- Episode no.: Season 4 Episode 1
- Directed by: Chris Reccardi
- Story by: Bob Camp; Jim Gomez; Chris Reccardi; Bill Wray;
- Production code: RS-314
- Original air date: October 1, 1994

Episode chronology
| ← Previous "Lair of the Lummox" | Next → "House of Next Tuesday" |

= Hermit Ren =

"Hermit Ren" is the first episode of the fourth season of The Ren & Stimpy Show. It originally aired on Nickelodeon in the United States on October 1, 1994.

==Plot==
Ren and Stimpy live in a house fashioned from an upside-down dead cow. While an abnormally stupid Stimpy plays his accordion, a mentally wrecked Ren takes a taxi home from work, which crashes at his doorstep; he also has to chase their neighbor's dog off their lawn. He is revealed to be involuntarily terminated (as shown by a pink slip) and is harassed for it.

Ren eats dinner, overcooked chicken which Stimpy forgot in the kitchen, which burns his tongue greatly; Stimpy cools Ren's tongue with rotten milk. Ren is even more outraged and demands to be left alone. Ren decides to shave his beard, only for Stimpy to use his razor to hammer a portrait Ren had dropped at the beginning of the episode into the wall. The blunt razor shaves Ren's chin off, which alongside him stepping on the accordion, Stimpy being stupid, a cartoon on the television and the ringing telephone, makes Ren have sensory overload, which makes him decide to leave Stimpy forever, departing with his belongings but not before returning the accordion.

Ren joins the Hermit Union, where he is granted a cave on the condition that he receives no sunlight, does not bathe and does not make any friends. He revels in the idea of peace, solitude and no Stimpy. He finds a mummy, whom he intends to abuse, but not before he announces the things he will do in the cave. Meanwhile, Stimpy foolishly bakes his accordion, believing Ren will come back.

Seven months later, Ren had spent his days playing games with himself and stacking stones on top of each other to spend time while the mummy keeping him from going too insane as his imaginary friend. Hungry and malnourished, he decides to find food, with his delusions confusing bats with a cow's udder; he attempts to milk the "cow", much to the bats' discomfort. Ren confuses a rock with a relative of his, Old Man Farmer Höek, whose illusion mockingly convinces Ren to scavenge for food. Ren eats mushrooms and fungi on rocks as well as insects resting under rocks. Stimpy has also gone crazy from Ren's absence, making a statue of him out of earwax.

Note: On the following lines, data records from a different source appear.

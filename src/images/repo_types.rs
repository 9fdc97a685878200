use serde::{Deserialize, Serialize};
use sqlx::FromRow;
use time::OffsetDateTime;
use utoipa::ToSchema;

/// Image metadata. Only the URL is stored, never the file.
#[derive(Debug, Clone, PartialEq, Eq, Serialize, Deserialize, FromRow, ToSchema)]
#[serde(rename_all = "camelCase")]
pub struct Image {
    pub id: String,
    pub title: String,
    #[schema(format = Uri)]
    pub url: String,
    pub author_id: String, // owning user's id
    #[serde(with = "time::serde::rfc3339")]
    pub created_at: OffsetDateTime,
    #[serde(with = "time::serde::rfc3339")]
    pub updated_at: OffsetDateTime,
}

/// Insert payload for `ImageStore::create_image`.
#[derive(Debug, Clone, Copy)]
pub struct NewImage<'a> {
    pub title: &'a str,
    pub url: &'a str,
    pub author_id: &'a str,
}
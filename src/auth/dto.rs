use serde::{Deserialize, Serialize};
use utoipa::ToSchema;

use crate::auth::repo_types::User;

/// Public part of the user returned to the client.
#[derive(Debug, Clone, PartialEq, Eq, Serialize, Deserialize, ToSchema)]
pub struct PublicUser {
    pub username: String,
    pub id: String,
}

impl From<User> for PublicUser {
    fn from(user: User) -> Self {
        Self {
            username: user.username,
            id: user.id,
        }
    }
}

#[derive(Debug, Serialize, Deserialize, ToSchema)]
pub struct MessageResponse {
    pub message: String,
}
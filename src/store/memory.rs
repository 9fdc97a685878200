use async_trait::async_trait;
use time::OffsetDateTime;
use tokio::sync::RwLock;

use super::{new_object_id, ImageStore, StoreError, UserStore};
use crate::auth::repo_types::User;
use crate::images::repo_types::{Image, NewImage};

/// In-process store used by the test suite and by local runs without
/// `DATABASE_URL`. Uniqueness checks happen under the write lock so they
/// are atomic with the insert, like the database constraints.
#[derive(Default)]
pub struct MemoryStore {
    users: RwLock<Vec<User>>,
    images: RwLock<Vec<Image>>,
}

impl MemoryStore {
    pub fn new() -> Self {
        Self::default()
    }
}

#[async_trait]
impl UserStore for MemoryStore {
    async fn create_user(&self, username: &str, password_hash: &str) -> Result<User, StoreError> {
        let mut users = self.users.write().await;
        if users.iter().any(|u| u.username == username) {
            return Err(StoreError::Conflict("users_username_key".into()));
        }
        let user = User {
            id: new_object_id(),
            username: username.to_string(),
            password_hash: password_hash.to_string(),
            created_at: OffsetDateTime::now_utc(),
        };
        users.push(user.clone());
        Ok(user)
    }

    async fn find_user_by_username(&self, username: &str) -> Result<Option<User>, StoreError> {
        let users = self.users.read().await;
        Ok(users.iter().find(|u| u.username == username).cloned())
    }

    async fn update_password_hash(
        &self,
        user_id: &str,
        password_hash: &str,
    ) -> Result<(), StoreError> {
        let mut users = self.users.write().await;
        let user = users
            .iter_mut()
            .find(|u| u.id == user_id)
            .ok_or_else(|| anyhow::anyhow!("user {} not found", user_id))?;
        user.password_hash = password_hash.to_string();
        Ok(())
    }
}

#[async_trait]
impl ImageStore for MemoryStore {
    async fn create_image(&self, new: NewImage<'_>) -> Result<Image, StoreError> {
        let mut images = self.images.write().await;
        if images.iter().any(|i| i.title == new.title) {
            return Err(StoreError::Conflict("images_title_key".into()));
        }
        if images.iter().any(|i| i.url == new.url) {
            return Err(StoreError::Conflict("images_url_key".into()));
        }
        let now = OffsetDateTime::now_utc();
        let image = Image {
            id: new_object_id(),
            title: new.title.to_string(),
            url: new.url.to_string(),
            author_id: new.author_id.to_string(),
            created_at: now,
            updated_at: now,
        };
        images.push(image.clone());
        Ok(image)
    }

    async fn list_images(&self) -> Result<Vec<Image>, StoreError> {
        Ok(self.images.read().await.clone())
    }

    async fn find_image_by_id(&self, id: &str) -> Result<Option<Image>, StoreError> {
        let images = self.images.read().await;
        Ok(images.iter().find(|i| i.id == id).cloned())
    }

    async fn delete_image(&self, id: &str) -> Result<bool, StoreError> {
        let mut images = self.images.write().await;
        let before = images.len();
        images.retain(|i| i.id != id);
        Ok(images.len() != before)
    }
}
use crate::store::{ImageStore, MemoryStore, PgStore, UserStore};
use sqlx::PgPool;
use std::sync::Arc;

/// Handles to the persistence collaborator. Nothing else is shared between
/// requests.
#[derive(Clone)]
pub struct AppState {
    pub users: Arc<dyn UserStore>,
    pub images: Arc<dyn ImageStore>,
}

impl AppState {
    pub fn postgres(db: PgPool) -> Self {
        let store = Arc::new(PgStore::new(db));
        Self {
            users: store.clone() as Arc<dyn UserStore>,
            images: store as Arc<dyn ImageStore>,
        }
    }

    pub fn in_memory() -> Self {
        let store = Arc::new(MemoryStore::new());
        Self {
            users: store.clone() as Arc<dyn UserStore>,
            images: store as Arc<dyn ImageStore>,
        }
    }
}
use axum::{
    extract::State,
    http::StatusCode,
    routing::{patch, post},
    Json, Router,
};
use tracing::instrument;

use crate::{
    auth::{
        dto::{MessageResponse, PublicUser},
        extractors::BasicAuthUser,
        services,
    },
    error::{ApiResult, ErrorResponse},
    state::AppState,
    validation::{Credentials, ResetPasswordRequest, ValidatedJson},
};

pub fn auth_routes() -> Router<AppState> {
    Router::new()
        .route("/auth/signup", post(signup))
        .route("/auth/login", post(login))
        .route("/auth/reset-password", patch(reset_password))
}

#[utoipa::path(
    post,
    path = "/api/auth/signup",
    tag = "Authentication",
    request_body = Credentials,
    responses(
        (status = 201, description = "Signup successful", body = PublicUser),
        (status = 400, description = "Username already exists", body = ErrorResponse),
        (status = 422, description = "Validation error", body = ErrorResponse),
        (status = 500, description = "Server error", body = ErrorResponse),
    )
)]
#[instrument(skip(state, payload))]
pub async fn signup(
    State(state): State<AppState>,
    ValidatedJson(payload): ValidatedJson<Credentials>,
) -> ApiResult<(StatusCode, Json<PublicUser>)> {
    let user = services::signup(state.users.as_ref(), payload).await?;
    Ok((StatusCode::CREATED, Json(user)))
}

#[utoipa::path(
    post,
    path = "/api/auth/login",
    tag = "Authentication",
    request_body = Credentials,
    responses(
        (status = 200, description = "Login successful", body = PublicUser),
        (status = 400, description = "Invalid username or password", body = ErrorResponse),
        (status = 422, description = "Validation error", body = ErrorResponse),
        (status = 500, description = "Server error", body = ErrorResponse),
    )
)]
#[instrument(skip(state, payload))]
pub async fn login(
    State(state): State<AppState>,
    ValidatedJson(payload): ValidatedJson<Credentials>,
) -> ApiResult<Json<PublicUser>> {
    let user = services::login(state.users.as_ref(), payload).await?;
    Ok(Json(user))
}

/// Authentication is extracted before the body, so a bad body from an
/// unauthenticated caller is still a 401.
#[utoipa::path(
    patch,
    path = "/api/auth/reset-password",
    tag = "Authentication",
    request_body = ResetPasswordRequest,
    security(("BasicAuth" = [])),
    responses(
        (status = 200, description = "Password updated successfully", body = MessageResponse),
        (status = 400, description = "Invalid old password", body = ErrorResponse),
        (status = 401, description = "Authentication required", body = ErrorResponse),
        (status = 422, description = "Validation error", body = ErrorResponse),
        (status = 500, description = "Server error", body = ErrorResponse),
    )
)]
#[instrument(skip_all)]
pub async fn reset_password(
    State(state): State<AppState>,
    BasicAuthUser(user): BasicAuthUser,
    ValidatedJson(payload): ValidatedJson<ResetPasswordRequest>,
) -> ApiResult<Json<MessageResponse>> {
    services::reset_password(
        state.users.as_ref(),
        &user,
        payload.old_password,
        payload.new_password,
    )
    .await?;
    Ok(Json(MessageResponse {
        message: "Password updated successfully".to_string(),
    }))
}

Ren's mental health substantially worsens; he hears water dripping down envisions his hands melting, torturous visions from his lack of company. He relieves his emotions on a pile of dirt, only for it to resemble Stimpy; he is overjoyed, but is chastised by delusions of the mummy speaking, who mocks him for playing with dirt. He tells Ren to envision his emotions of anger, fear and ignorance (an intellectually disabled being which resembles Stimpy) as his company. Ren "plays" blackjack with them, who either refuse to cooperate or does not understand the game. Ren then claims that Ignorance is cheating with Anger saying that "Your whole life's a cheat!", while Fear retorts that Anger is the "cheat", while Ignorance mishears that they're talking about cheese. This causes Ren to have a Mental disorder and flip the table. He threatens to harm them and destroys the mummified bog man in the process, claiming that he knows about their "plot". Only to be discovered by the Union's leader Jasper, who is delusional enough to be able to see the three emotions; he kicks Ren out for this "companionship". Ren's delusions, the bats and the Union member who led him to his cave salute him as he leaves. Ren returns home where he discovers Stimpy and his Ren statue. They embrace, with both statues doing the same, ending the episode.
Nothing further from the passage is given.